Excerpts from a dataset
Start of Block
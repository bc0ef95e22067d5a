// src/config.rs
//! Application configuration: a TOML file with serde defaults for every
//! knob, so an empty or missing file still yields a runnable setup. The
//! path comes from SCOUT_CONFIG_PATH, falling back to `config/scout.toml`.

use std::path::{Path, PathBuf};
use std::time::Duration;

use anyhow::Context;
use serde::Deserialize;

use crate::controller::ControllerCfg;
use crate::process::PipelineCfg;
use crate::subscribe::SchedulerCfg;

pub const DEFAULT_CONFIG_PATH: &str = "config/scout.toml";
pub const ENV_CONFIG_PATH: &str = "SCOUT_CONFIG_PATH";

#[derive(Debug, Clone, Default, Deserialize)]
pub struct ScoutConfig {
    #[serde(default)]
    pub controller: ControllerSection,
    #[serde(default)]
    pub pipeline: PipelineSection,
    #[serde(default)]
    pub scheduler: SchedulerSection,
    #[serde(default)]
    pub storage: StorageSection,
}

impl ScoutConfig {
    /// Load using the env path or the default location. A missing file is a
    /// default config; a malformed one is an error.
    pub fn load() -> anyhow::Result<Self> {
        let path = std::env::var(ENV_CONFIG_PATH)
            .map(PathBuf::from)
            .unwrap_or_else(|_| PathBuf::from(DEFAULT_CONFIG_PATH));
        Self::load_from(&path)
    }

    pub fn load_from(path: &Path) -> anyhow::Result<Self> {
        match std::fs::read_to_string(path) {
            Ok(content) => Self::from_toml_str(&content)
                .with_context(|| format!("parsing config at {}", path.display())),
            Err(e) if e.kind() == std::io::ErrorKind::NotFound => Ok(Self::default()),
            Err(e) => Err(e).with_context(|| format!("reading config at {}", path.display())),
        }
    }

    pub fn from_toml_str(s: &str) -> anyhow::Result<Self> {
        Ok(toml::from_str(s)?)
    }

    pub fn controller_cfg(&self) -> ControllerCfg {
        let c = &self.controller;
        ControllerCfg {
            source_timeout: Duration::from_secs(c.source_timeout_secs),
            outer_deadline: match c.outer_deadline_secs {
                0 => None,
                secs => Some(Duration::from_secs(secs)),
            },
            max_attempts: c.max_attempts,
            retry_base: Duration::from_millis(c.retry_base_ms),
            max_results_per_source: c.max_results_per_source,
        }
    }

    pub fn pipeline_cfg(&self) -> PipelineCfg {
        let p = &self.pipeline;
        PipelineCfg {
            scoring_gate: p.scoring_gate,
            min_score: p.min_score,
            permissive_titles: p.permissive_titles,
            score_overflow_head: p.score_overflow_head,
            summary_top_n: p.summary_top_n,
        }
    }

    pub fn scheduler_cfg(&self) -> SchedulerCfg {
        SchedulerCfg {
            tick: Duration::from_secs(self.scheduler.tick_secs),
        }
    }
}

#[derive(Debug, Clone, Deserialize)]
#[serde(default)]
pub struct ControllerSection {
    pub source_timeout_secs: u64,
    /// 0 disables the outer deadline.
    pub outer_deadline_secs: u64,
    pub max_attempts: u32,
    pub retry_base_ms: u64,
    pub max_results_per_source: usize,
}

impl Default for ControllerSection {
    fn default() -> Self {
        let d = ControllerCfg::default();
        Self {
            source_timeout_secs: d.source_timeout.as_secs(),
            outer_deadline_secs: d.outer_deadline.map(|d| d.as_secs()).unwrap_or(0),
            max_attempts: d.max_attempts,
            retry_base_ms: d.retry_base.as_millis() as u64,
            max_results_per_source: d.max_results_per_source,
        }
    }
}

#[derive(Debug, Clone, Deserialize)]
#[serde(default)]
pub struct PipelineSection {
    pub scoring_gate: usize,
    pub min_score: u8,
    pub permissive_titles: bool,
    pub score_overflow_head: bool,
    pub summary_top_n: usize,
}

impl Default for PipelineSection {
    fn default() -> Self {
        let d = PipelineCfg::default();
        Self {
            scoring_gate: d.scoring_gate,
            min_score: d.min_score,
            permissive_titles: d.permissive_titles,
            score_overflow_head: d.score_overflow_head,
            summary_top_n: d.summary_top_n,
        }
    }
}

#[derive(Debug, Clone, Deserialize)]
#[serde(default)]
pub struct SchedulerSection {
    pub tick_secs: u64,
}

impl Default for SchedulerSection {
    fn default() -> Self {
        Self { tick_secs: 60 }
    }
}

#[derive(Debug, Clone, Deserialize)]
#[serde(default)]
pub struct StorageSection {
    /// Subscription store location. Empty string selects the in-memory
    /// store.
    pub path: String,
}

impl Default for StorageSection {
    fn default() -> Self {
        Self {
            path: "data/subscriptions.json".to_string(),
        }
    }
}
End of Block
**ACTION ITEM**
Work out, please, how many lines above contain "ControllerSection"; answer only with the number.

**WORKED SOLUTION**
3